A deputada Natália Bonavides destacou que “as investigações da CPMI podem jogar luz nas denúncias de interferência das fake news no processo eleitoral de 2018. É nossa missão enfrentar este problema e, mesmo com membros da base governista tentando obstaculizar as ações, nós não mediremos esforços para encarar os desafios, nos debruçar sobre a temática e trazer importantes conquistas para a democracia brasileira”, declarou a parlamentar.

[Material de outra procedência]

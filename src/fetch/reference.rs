//! Repository reference parsing.
//!
//! Accepted forms:
//! - `https://github.com/owner/repo`, with optional `.git`, trailing slash or `/tree/<ref>`
//! - `github.com/owner/repo` (scheme added)
//! - `owner/repo` (GitHub shorthand)
//! - `git@host:owner/repo.git` and `ssh://git@host/owner/repo` (rewritten to HTTPS)

use crate::error::{Error, Result};
use once_cell::sync::Lazy;
use regex::Regex;

const DEFAULT_HOST: &str = "github.com";

static HTTP_URL: Lazy<Regex> = Lazy::new(|| {
    Regex::new(r"^(https?)://([^/\s]+)/([^/\s]+)/([^/\s]+?)(?:\.git)?(?:/tree/(\S+?))?/?$")
        .expect("valid http url regex")
});

static SCP_SSH: Lazy<Regex> = Lazy::new(|| {
    Regex::new(r"^[A-Za-z0-9_.-]+@([^:/\s]+):([^/\s]+)/([^/\s]+?)(?:\.git)?/?$")
        .expect("valid scp regex")
});

static SSH_URL: Lazy<Regex> = Lazy::new(|| {
    Regex::new(r"^ssh://(?:[^@/\s]+@)?([^/:\s]+)(?::\d+)?/([^/\s]+)/([^/\s]+?)(?:\.git)?/?$")
        .expect("valid ssh url regex")
});

static BARE_HOST: Lazy<Regex> = Lazy::new(|| {
    Regex::new(r"^([A-Za-z0-9-]+(?:\.[A-Za-z0-9-]+)+)/([^/\s]+)/([^/\s]+?)(?:\.git)?/?$")
        .expect("valid host regex")
});

static SHORTHAND: Lazy<Regex> = Lazy::new(|| {
    Regex::new(r"^([A-Za-z0-9_.-]+)/([A-Za-z0-9_.-]+?)(?:\.git)?$").expect("valid shorthand regex")
});

/// A parsed repository reference that can be cloned anonymously.
#[derive(Debug, Clone, PartialEq, Eq)]
pub struct RepoReference {
    pub scheme: String,
    pub host: String,
    pub owner: String,
    pub name: String,
    /// Branch taken from a `/tree/<ref>` URL.
    pub git_ref: Option<String>,
}

impl RepoReference {
    pub fn parse(input: &str) -> Result<Self> {
        let trimmed = input.trim();
        if trimmed.is_empty() {
            return Err(invalid(input, "a repository URL or owner/repo is required"));
        }

        let parsed = if let Some(caps) = HTTP_URL.captures(trimmed) {
            Self::from_parts(&caps[1], &caps[2], &caps[3], &caps[4], caps.get(5).map(|m| m.as_str()))
        } else if let Some(caps) = SCP_SSH.captures(trimmed) {
            Self::from_parts("https", &caps[1], &caps[2], &caps[3], None)
        } else if let Some(caps) = SSH_URL.captures(trimmed) {
            Self::from_parts("https", &caps[1], &caps[2], &caps[3], None)
        } else if let Some(caps) = BARE_HOST.captures(trimmed) {
            Self::from_parts("https", &caps[1], &caps[2], &caps[3], None)
        } else if let Some(caps) = SHORTHAND.captures(trimmed) {
            Self::from_parts("https", DEFAULT_HOST, &caps[1], &caps[2], None)
        } else {
            return Err(invalid(
                input,
                "expected https://host/owner/repo, owner/repo, or git@host:owner/repo",
            ));
        };

        for part in [&parsed.owner, &parsed.name] {
            if part == "." || part == ".." {
                return Err(invalid(input, "owner and repository names must be real path segments"));
            }
        }
        Ok(parsed)
    }

    fn from_parts(scheme: &str, host: &str, owner: &str, name: &str, git_ref: Option<&str>) -> Self {
        Self {
            scheme: scheme.to_string(),
            host: host.to_ascii_lowercase(),
            owner: owner.to_string(),
            name: name.to_string(),
            git_ref: git_ref.map(str::to_string),
        }
    }

    /// Canonical anonymous clone URL, e.g. `https://github.com/owner/repo.git`.
    pub fn clone_url(&self) -> String {
        format!("{}://{}/{}/{}.git", self.scheme, self.host, self.owner, self.name)
    }

    /// Default output file name, `<repo>.txt`.
    pub fn default_output_name(&self) -> String {
        format!("{}.txt", self.name)
    }
}

fn invalid(reference: &str, reason: &str) -> Error {
    Error::InvalidReference { reference: reference.to_string(), reason: reason.to_string() }
}
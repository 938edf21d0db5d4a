//! Exclusion patterns: loading, merging, and matching.

pub mod loader;
pub mod matcher;
pub mod set;

pub use loader::{load_patterns, parse_pattern_lines, DEFAULT_PATTERN_FILES};
pub use matcher::{is_excluded, ExclusionMatcher};
pub use set::{ExclusionSource, PatternSet};
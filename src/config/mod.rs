//! Configuration loading and merging
//!
//! Handles loading from config files, environment variables, and CLI arguments
//! with proper precedence (CLI > Env > File > Defaults).

pub mod loader;
pub mod merge;

pub use loader::{load_config, Config};
pub use merge::{merge_cli_with_config, CliOverrides};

Foram chamadas a depor as provedoras Claro, Nextel, Oi, Tim e Vivo. Já a lista das empresas de serviços traz AM4, CA Ponte, Croc Services, Deep Marketing, Envia WhatsApp, Kiplix, Quickmobile, SMS Market e Yacows. Todas elas trabalham com comunicação direcionada por meio de mídias digitais. Os representantes no Brasil das empresas WhatsApp, Google, Twitter, Youtube, Instagram, Facebook, The Intercept Brasil e Telegram também foram convocados para prestar depoimento, além da professora feminista Dolores Aronovich (Lola), vítima de cyberbullying com, incluisve, ameaças de morte em seu blog.

Dentre os 11 requerimentos aprovados da deputada Natália Bonavides, está o da convocação da assessora da Presidência da República, Rebecca Félix da Silva Ribeiro, na qualidade de testemunha, para prestar esclarecimentos sobre o seu trabalho de coordenação de mídia e produção de conteúdo publicitário, realizado para a campanha de Jair Bolsonaro nas eleições de 2018.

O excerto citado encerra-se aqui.